The 15th Amendment granted Black men the right to vote; the 19th Amendment granted white women the right to vote. Black women and other women of color did not acquire those legal protections until the passage of the Voting Rights Act of 1965. Women of color, particularly Black and Indigenous women, were quadruply marginalized by racism, classism, misogyny and homophobia.

Chinese immigrants and their American-born families remained ineligible for citizenship until 1943 with the passage of the Magnuson Act. It wasn’t until 1924 that Native Americans were admitted to full U.S. citizenship. Even with the passing of this citizenship bill, Native Americans were still prevented from participating in elections because the Constitution left it up to the states to decide who has the right to vote. 

And for the small minority of women of color who may have felt empowered by the passage of the 19th Amendment, poll taxes, literacy tests, fraud and intimidation, kept Black Americans, Indigenous and Asian citizens from exercising that right.

How did race and class among women in the suffrage movement and in society at large at the time affect the politics behind the ratification of the amendment?

If we contextualize the suffrage movement within the ongoing Black civil rights and liberation struggle, the right to vote was one among many protections and provisions Black and women of color were agitating for. Black abolitionist and suffragette Frances Ellen Watkins Harper, for example, had to consistently remind Black men and white women that Black women deserved legal rights, specifically the right to vote. Some of the most iconic and revered suffragettes, such as Elizabeth Cady Stanton, openly opposed Black male suffrage. 

Well after the passage of the 19th Amendment, organizers such as Fannie Lou Hamer, Ella Baker and Diane Nash continued organizing Black voters in the South. And these organizers, working well after the 1920s, battled legalized and [extrajudicial] white supremacist racial terror on an everyday basis. The ratification of the 19th Amendment did little to quell Jim Crow, to stop the persistence of state and local laws enforcing segregation that we are still living with today.
 

In the context of intersectionality, what is the significance of the centennial [of the amendment] today?

It’s been a long road and we still have a way to go. Black feminist legal theorist Kimberlé Crenshaw coined the term “intersectionality” in Reagan-era 1980s to conceptualize a framework through which to understand Black women’s [ineligibility] under anti-discrimination laws. [The laws] could not offer redress to Black women who sat at the intersection of racist and sexist practices and policies in the workplace and domestic sphere. … 
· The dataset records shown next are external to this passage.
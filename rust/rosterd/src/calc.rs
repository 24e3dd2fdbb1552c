use chrono::NaiveDate;
use serde::Serialize;
use std::collections::HashMap;

use crate::model::{
    Assignment, AssignmentCategory, AttendanceRecord, AttendanceStatus, Grade, SchoolClass,
    Student, StudentStatus,
};

pub const RECENT_ACTIVITY_LIMIT: usize = 5;

/// `score / max * 100`, or `None` when the scale is unusable.
pub fn percent(score: f64, max_score: f64) -> Option<f64> {
    if !max_score.is_finite() || max_score <= 0.0 || !score.is_finite() {
        return None;
    }
    Some(score / max_score * 100.0)
}

/// Mean of the per-grade percentages, rounded to the nearest integer.
/// Grades with a non-positive maxScore are skipped.
pub fn average_percent<'a, I>(grades: I) -> Option<i64>
where
    I: IntoIterator<Item = &'a Grade>,
{
    let mut sum = 0.0;
    let mut n: usize = 0;
    for g in grades {
        if let Some(p) = percent(g.score, g.max_score) {
            sum += p;
            n += 1;
        }
    }
    if n == 0 {
        return None;
    }
    Some((sum / n as f64).round() as i64)
}

pub fn student_average(grades: &[Grade], student_id: i64) -> Option<i64> {
    average_percent(grades.iter().filter(|g| g.student_id == student_id))
}

#[derive(Debug, Clone, Copy, Default, PartialEq, Eq, Serialize)]
pub struct AttendanceStats {
    pub present: usize,
    pub absent: usize,
    pub late: usize,
    pub total: usize,
}

pub fn tally_attendance<'a, I>(records: I) -> AttendanceStats
where
    I: IntoIterator<Item = &'a AttendanceRecord>,
{
    let mut stats = AttendanceStats::default();
    for r in records {
        match r.status {
            AttendanceStatus::Present => stats.present += 1,
            AttendanceStatus::Absent => stats.absent += 1,
            AttendanceStatus::Late => stats.late += 1,
        }
        stats.total += 1;
    }
    stats
}

pub fn daily_attendance_stats(records: &[AttendanceRecord], date: NaiveDate) -> AttendanceStats {
    tally_attendance(records.iter().filter(|r| r.date == date))
}

/// Whole-number share of present marks; 0 when nothing was recorded.
pub fn attendance_rate(stats: &AttendanceStats) -> i64 {
    if stats.total == 0 {
        return 0;
    }
    (stats.present as f64 / stats.total as f64 * 100.0).round() as i64
}

#[derive(Debug, Clone, Copy, PartialEq, Eq, Hash, Serialize)]
pub enum LetterGrade {
    A,
    B,
    C,
    D,
    F,
}

pub fn letter_grade(percent: f64) -> LetterGrade {
    if percent >= 90.0 {
        LetterGrade::A
    } else if percent >= 80.0 {
        LetterGrade::B
    } else if percent >= 70.0 {
        LetterGrade::C
    } else if percent >= 60.0 {
        LetterGrade::D
    } else {
        LetterGrade::F
    }
}

#[derive(Debug, Clone, Copy, Default, PartialEq, Eq, Serialize)]
pub struct GradeDistribution {
    #[serde(rename = "A")]
    pub a: usize,
    #[serde(rename = "B")]
    pub b: usize,
    #[serde(rename = "C")]
    pub c: usize,
    #[serde(rename = "D")]
    pub d: usize,
    #[serde(rename = "F")]
    pub f: usize,
}

impl GradeDistribution {
    fn add(&mut self, letter: LetterGrade) {
        match letter {
            LetterGrade::A => self.a += 1,
            LetterGrade::B => self.b += 1,
            LetterGrade::C => self.c += 1,
            LetterGrade::D => self.d += 1,
            LetterGrade::F => self.f += 1,
        }
    }
}

/// Buckets each student by the letter of their overall average. Students with
/// no usable grades are left out.
pub fn grade_distribution(students: &[Student], grades: &[Grade]) -> GradeDistribution {
    let mut dist = GradeDistribution::default();
    for s in students {
        if let Some(avg) = student_average(grades, s.id) {
            dist.add(letter_grade(avg as f64));
        }
    }
    dist
}

#[derive(Debug, Clone, Copy, PartialEq, Eq, Serialize)]
#[serde(rename_all = "lowercase")]
pub enum ActivityKind {
    Grade,
    Attendance,
}

#[derive(Debug, Clone, PartialEq, Eq, Serialize)]
#[serde(rename_all = "camelCase")]
pub struct Activity {
    pub kind: ActivityKind,
    pub record_id: i64,
    pub description: String,
    pub date: NaiveDate,
}

/// Newest-first merge of the latest grades and attendance marks.
pub fn recent_activity(
    grades: &[Grade],
    attendance: &[AttendanceRecord],
    assignments: &[Assignment],
    limit: usize,
) -> Vec<Activity> {
    let names: HashMap<i64, &str> = assignments.iter().map(|a| (a.id, a.name.as_str())).collect();
    let mut out: Vec<Activity> = Vec::new();
    for g in grades.iter().skip(grades.len().saturating_sub(limit)) {
        let label = names
            .get(&g.assignment_id)
            .map(|n| n.to_string())
            .unwrap_or_else(|| format!("assignment #{}", g.assignment_id));
        out.push(Activity {
            kind: ActivityKind::Grade,
            record_id: g.id,
            description: format!("Grade updated: {}", label),
            date: g.date,
        });
    }
    for r in attendance.iter().skip(attendance.len().saturating_sub(limit)) {
        out.push(Activity {
            kind: ActivityKind::Attendance,
            record_id: r.id,
            description: format!("Attendance marked: {}", r.status.as_str()),
            date: r.date,
        });
    }
    // Stable: ties keep grades ahead of attendance and insertion order within each.
    out.sort_by(|a, b| b.date.cmp(&a.date));
    out.truncate(limit);
    out
}

#[derive(Debug, Clone, Serialize)]
#[serde(rename_all = "camelCase")]
pub struct DashboardSummary {
    pub total_students: usize,
    pub total_classes: usize,
    pub active_students: usize,
    pub today: NaiveDate,
    pub today_attendance: AttendanceStats,
    pub attendance_rate: i64,
    pub recent_activity: Vec<Activity>,
    pub grade_distribution: GradeDistribution,
}

pub struct Snapshot<'a> {
    pub students: &'a [Student],
    pub classes: &'a [SchoolClass],
    pub assignments: &'a [Assignment],
    pub grades: &'a [Grade],
    pub attendance: &'a [AttendanceRecord],
}

pub fn dashboard_summary(snap: &Snapshot<'_>, today: NaiveDate) -> DashboardSummary {
    let today_attendance = daily_attendance_stats(snap.attendance, today);
    DashboardSummary {
        total_students: snap.students.len(),
        total_classes: snap.classes.len(),
        active_students: snap
            .students
            .iter()
            .filter(|s| s.status == StudentStatus::Active)
            .count(),
        today,
        today_attendance,
        attendance_rate: attendance_rate(&today_attendance),
        recent_activity: recent_activity(
            snap.grades,
            snap.attendance,
            snap.assignments,
            RECENT_ACTIVITY_LIMIT,
        ),
        grade_distribution: grade_distribution(snap.students, snap.grades),
    }
}

#[derive(Debug, Clone, Serialize)]
#[serde(rename_all = "camelCase")]
pub struct GridCell {
    pub assignment_id: i64,
    #[serde(skip_serializing_if = "Option::is_none")]
    pub grade_id: Option<i64>,
    pub score: Option<f64>,
    pub max_score: f64,
    pub letter: Option<LetterGrade>,
}

#[derive(Debug, Clone, Serialize)]
#[serde(rename_all = "camelCase")]
pub struct GridRow {
    pub student_id: i64,
    pub display_name: String,
    pub cells: Vec<GridCell>,
    pub average: Option<i64>,
    pub letter: Option<LetterGrade>,
}

#[derive(Debug, Clone, Serialize)]
#[serde(rename_all = "camelCase")]
pub struct GradeGrid {
    pub class_id: i64,
    pub assignments: Vec<Assignment>,
    pub rows: Vec<GridRow>,
}

/// Grade-entry grid for a class: one row per enrolled student that still
/// exists, one cell per assignment of the class. Row averages only cover the
/// class's own assignments.
pub fn class_grade_grid(
    class: &SchoolClass,
    students: &[Student],
    assignments: &[Assignment],
    grades: &[Grade],
    category: Option<AssignmentCategory>,
) -> GradeGrid {
    let columns: Vec<Assignment> = assignments
        .iter()
        .filter(|a| a.class_id == class.id)
        .filter(|a| category.map_or(true, |c| a.category == c))
        .cloned()
        .collect();
    let by_key: HashMap<(i64, i64), &Grade> = grades
        .iter()
        .map(|g| ((g.student_id, g.assignment_id), g))
        .collect();

    let mut roster: Vec<&Student> = students
        .iter()
        .filter(|s| class.student_ids.contains(&s.id))
        .collect();
    roster.sort_by(|a, b| {
        a.last_name
            .cmp(&b.last_name)
            .then_with(|| a.first_name.cmp(&b.first_name))
            .then(a.id.cmp(&b.id))
    });

    let rows = roster
        .into_iter()
        .map(|s| {
            let mut row_grades: Vec<&Grade> = Vec::new();
            let cells = columns
                .iter()
                .map(|a| {
                    let g = by_key.get(&(s.id, a.id)).copied();
                    if let Some(g) = g {
                        row_grades.push(g);
                    }
                    GridCell {
                        assignment_id: a.id,
                        grade_id: g.map(|g| g.id),
                        score: g.map(|g| g.score),
                        max_score: g.map_or(a.max_score, |g| g.max_score),
                        letter: g
                            .and_then(|g| percent(g.score, g.max_score))
                            .map(letter_grade),
                    }
                })
                .collect();
            let average = average_percent(row_grades.iter().copied());
            GridRow {
                student_id: s.id,
                display_name: s.display_name(),
                cells,
                average,
                letter: average.map(|v| letter_grade(v as f64)),
            }
        })
        .collect();

    GradeGrid {
        class_id: class.id,
        assignments: columns,
        rows,
    }
}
When we celebrate the centennial, we have to be clear on how fraught and limited women’s enfranchisement was and continues to be, and we must consistently mark Black electoral politics as one among many political strategies and efforts Black women have been and continue to be engaged in.



Shoniqua’s must reads:

The Red Record by Ida B. Wells – This classic text by the pioneering journalist documented lynching in the early 1890s and how they were used to control Black people.

How We Get Free: Black Feminism and the Combahee River Collective edited by Keeanga-Yamahtta Taylor – This collection of essays and interviews explores the legacy of a radical Black feminist lesbian collective formed in the 1970s that talked about intersectionality before there was the term. 

Vanguard: How Black Women Broke Barriers, Won the Vote, and Insisted on Equality for All by Martha S. Jones – The book chronicles how Black women fought racism and sexism long after the passage of the 19th Amendment to gain access to the ballot.